We are arguably a long way off from transplanting miniature brain blobs into people (although some have tried putting them in rodents). But we are getting closer to implanting other organoids—potentially those that resemble lungs, livers, or intestines, for example.

The latest progress has been made by Mírian Romitti at the Université libre de Bruxelles in Belgium and her colleagues, who have successfully created miniature, transplantable thyroids from stem cells.

The thyroid is a butterfly-shaped structure in the neck that makes hormones. A lack of these hormones can make people very sick. Around 5% of people have an underactive thyroid, or hypothyroidism, which can lead to fatigue, aches and pains, weight gain, and depression. It can affect brain development in children. And those who are affected often have to take a replacement hormone treatment every single day.

Transplanting organoids

After growing thyroid organoids in a lab for 45 days, Romitti and her colleagues could transplant them into mice that were lacking their own thyroids. The operation appeared to restore the production of thyroid hormones, essentially curing the animals’ hypothyroidism. “The animals were very happy,” as Romitti puts it.
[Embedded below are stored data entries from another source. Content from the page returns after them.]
/// One script observed on the scanned page, inline or external.
#[derive(Debug, Clone, Serialize, Deserialize)]
#[serde(rename_all = "camelCase")]
pub struct ScriptRecord {
    pub id: String,
    pub scan_id: String,
    /// Absent for inline scripts.
    #[serde(skip_serializing_if = "Option::is_none")]
    pub source_url: Option<String>,
    pub is_inline: bool,
    pub artifact_path: String,
    /// Hex SHA-256 of the script body.
    pub fingerprint: String,
    pub detected_patterns: Vec<String>,
    #[serde(skip_serializing_if = "Option::is_none")]
    pub estimated_version: Option<String>,
    pub confidence: i32,
}

/// An advisory attached to a detected library.
#[derive(Debug, Clone, Serialize, Deserialize, PartialEq)]
#[serde(rename_all = "camelCase")]
pub struct Vulnerability {
    pub id: String,
    pub title: String,
    pub description: String,
    pub severity: Severity,
    #[serde(skip_serializing_if = "Option::is_none")]
    pub cvss_score: Option<f64>,
    #[serde(default)]
    pub references: Vec<String>,
}

/// A consolidated client-side library detection.
#[derive(Debug, Clone, Serialize, Deserialize)]
#[serde(rename_all = "camelCase")]
pub struct LibraryRecord {
    pub id: String,
    pub scan_id: String,
    pub name: String,
    #[serde(skip_serializing_if = "Option::is_none")]
    pub detected_version: Option<String>,
    pub related_scripts: Vec<String>,
    pub detection_method: String,
    pub vulnerabilities: Vec<Vulnerability>,
    pub risk_score: i32,
    pub confidence: i32,
}

/// A discrete security observation attached to a scan.
#[derive(Debug, Clone, Serialize, Deserialize)]
#[serde(rename_all = "camelCase")]
pub struct Finding {
    pub id: String,
    pub scan_id: String,
    #[serde(rename = "type")]
    pub finding_type: FindingType,
    pub title: String,
    pub description: String,
    pub severity: Severity,
    pub location: String,
    #[serde(skip_serializing_if = "Option::is_none")]
    pub evidence: Option<String>,
}

impl Finding {
    pub fn new(
        scan_id: &str,
        finding_type: FindingType,
        title: impl Into<String>,
        description: impl Into<String>,
        severity: Severity,
        location: impl Into<String>,
        evidence: Option<String>,
    ) -> Self {
        Self {
            id: uuid::Uuid::new_v4().to_string(),
            scan_id: scan_id.to_string(),
            finding_type,
            title: title.into(),
            description: description.into(),
            severity,
            location: location.into(),
            evidence,
        }
    }
}

/// Cached advisory lookup for one `(package, version)` pair.
#[derive(Debug, Clone, Serialize, Deserialize)]
#[serde(rename_all = "camelCase")]
pub struct VulnerabilityCacheEntry {
    pub package_name: String,
    /// Empty string when the lookup was version-less.
    pub version: String,
    pub vulnerabilities: Vec<Vulnerability>,
    pub last_updated: DateTime<Utc>,
    pub ttl_seconds: i64,
}

impl VulnerabilityCacheEntry {
    pub fn is_expired(&self, now: DateTime<Utc>) -> bool {
        now > self.last_updated + chrono::Duration::seconds(self.ttl_seconds)
    }
}

// ============================================================================
// Queue task payloads
// ============================================================================

/// Primary scan job payload published to `scan-queue`.
#[derive(Debug, Clone, Serialize, Deserialize)]
#[serde(rename_all = "camelCase")]
pub struct ScanTask {
    pub scan_id: String,
    pub url: String,
    pub parameters: ScanParameters,
}

/// An inline script captured from the rendered DOM.
#[derive(Debug, Clone, Serialize, Deserialize)]
#[serde(rename_all = "camelCase")]
pub struct InlineScript {
    pub content: String,
    #[serde(default)]
    pub attributes: HashMap<String, String>,
}

/// An external script reference captured from the rendered DOM.
#[derive(Debug, Clone, Serialize, Deserialize)]
#[serde(rename_all = "camelCase")]
pub struct ExternalScript {
    pub src: String,
    #[serde(default)]
    pub attributes: HashMap<String, String>,
}

/// One network resource observed while rendering.
#[derive(Debug, Clone, Serialize, Deserialize)]
#[serde(rename_all = "camelCase")]
pub struct NetworkResource {
    pub url: String,
    pub resource_type: String,
    pub method: String,
    #[serde(skip_serializing_if = "Option::is_none")]
    pub status: Option<u16>,
    #[serde(skip_serializing_if = "Option::is_none")]
    pub size: Option<u64>,
    #[serde(default)]
    pub headers: HashMap<String, String>,
    #[serde(skip_serializing_if = "Option::is_none")]
    pub timing_ms: Option<u64>,
}

/// Everything the render stage learned about the page, handed to analysis.
#[derive(Debug, Clone, Default, Serialize, Deserialize)]
#[serde(rename_all = "camelCase")]
pub struct DomAnalysis {
    pub page_url: String,
    /// URL after redirects, when it differs from `page_url`.
    #[serde(skip_serializing_if = "Option::is_none")]
    pub final_url: Option<String>,
    pub inline_scripts: Vec<InlineScript>,
    pub external_scripts: Vec<ExternalScript>,
    /// Source-map artifact keys by the script URL that referenced them.
    #[serde(default)]
    pub source_maps: HashMap<String, String>,
    #[serde(default)]
    pub resources: Vec<NetworkResource>,
    /// Top-level document response headers, lower-cased keys.
    #[serde(default)]
    pub response_headers: HashMap<String, String>,
    /// Raw Set-Cookie header values from the document response.
    #[serde(default)]
    pub set_cookies: Vec<String>,
}
// Copyright (c) 2026 Bountyy Oy. All rights reserved.
// This software is proprietary and confidential.

/**
 * Bountyy Oy - Analytics Endpoint
 * Dashboard summary with response caching and in-flight dedup
 *
 * @copyright 2026 Bountyy Oy
 * @license Proprietary - Enterprise Edition
 */

use axum::{
    extract::{ConnectInfo, State},
    response::{IntoResponse, Json},
};
use serde_json::json;
use std::net::SocketAddr;
use std::sync::Arc;
use tracing::debug;

use crate::cache::{dedup_key, DedupRole};

use super::{ApiError, SharedState};

const CACHE_KEY: &str = "analytics:summary";

pub async fn summary(
    State(state): State<SharedState>,
    ConnectInfo(addr): ConnectInfo<SocketAddr>,
) -> Result<impl IntoResponse, ApiError> {
    if let Some(cached) = state.response_cache.get(CACHE_KEY).await {
        debug!("Analytics summary served from cache");
        return Ok(Json((*cached).clone()));
    }

    let key = dedup_key("GET", "/api/analytics/summary", &addr.ip().to_string());
    match state.dedup.join(&key).await {
        DedupRole::Follower(mut receiver) => {
            if let Ok(value) = receiver.recv().await {
                debug!("Analytics summary deduplicated against in-flight request");
                return Ok(Json((*value).clone()));
            }
            // Leader failed; fall through and compute directly.
            compute(&state).await.map(Json)
        }
        DedupRole::Leader(guard) => match compute(&state).await {
            Ok(value) => {
                state.response_cache.put(CACHE_KEY.to_string(), value.clone()).await;
                state.dedup.finish(guard, Arc::new(value.clone())).await;
                Ok(Json(value))
            }
            Err(e) => {
                state.dedup.abandon(guard).await;
                Err(e)
            }
        },
    }
}

async fn compute(state: &SharedState) -> Result<serde_json::Value, ApiError> {
    let summary = state.db.analytics_summary().await?;

    Ok(json!({
        "totalScans": summary.total_scans,
        "activeThreats": summary.active_threats,
        "totalVulnerabilities": summary.total_vulnerabilities,
        "averageRiskScore": summary.average_risk_score,
        "averageScanDurationSeconds": summary.average_scan_duration_seconds,
        "riskDistribution": {
            "critical": summary.risk_distribution.critical,
            "high": summary.risk_distribution.high,
            "medium": summary.risk_distribution.medium,
            "low": summary.risk_distribution.low,
        },
        "vulnerabilityTrends": summary.vulnerability_trends,
        "recentScans": summary.recent_scans,
        "libraries_analyzed": summary.libraries_analyzed,
        "top_vulnerabilities": summary.top_vulnerabilities,
    }))
}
The focus is now on finding a way to safely transplant similar organoids in people. There is plenty of demand—Romitti says her colleague is constantly getting calls and emails from people who are desperate to get a transplanted mini thyroid. But we’re not quite there yet.

Romitti and her teammates made their mini thyroids from stem cells—cells in a “naïve,” flexible state that can be encouraged to form any one of many cell types. It has taken the scientists a decade of research and multiple attempts to find a way to get the cells to form a structure that looks like a thyroid. The end result required genetic modification using a virus to infect the cells, and the team used several drugs to aid the growth of the organoids in a dish.

The stem cells the team used were embryonic stem cells—from a line of cells that were originally taken from a human embryo. These cells couldn’t be used clinically for several reasons—the recipient’s immune system would reject the cells as foreign, for example, and the destruction of embryos for disease treatments would be considered unethical. The next step is to use stem cells generated from a person’s own skin cells. In theory, mini organs created from these cells could be custom-made for individuals. Romitti says her team has made “promising” progress.

Of course, we’ll also have to make sure these organoids are safe. No one knows what they are likely to do in a human body. Will they grow? Shrink away and disappear? Form some kind of cancer? We’ll need more long-term studies to get a better idea of what might happen.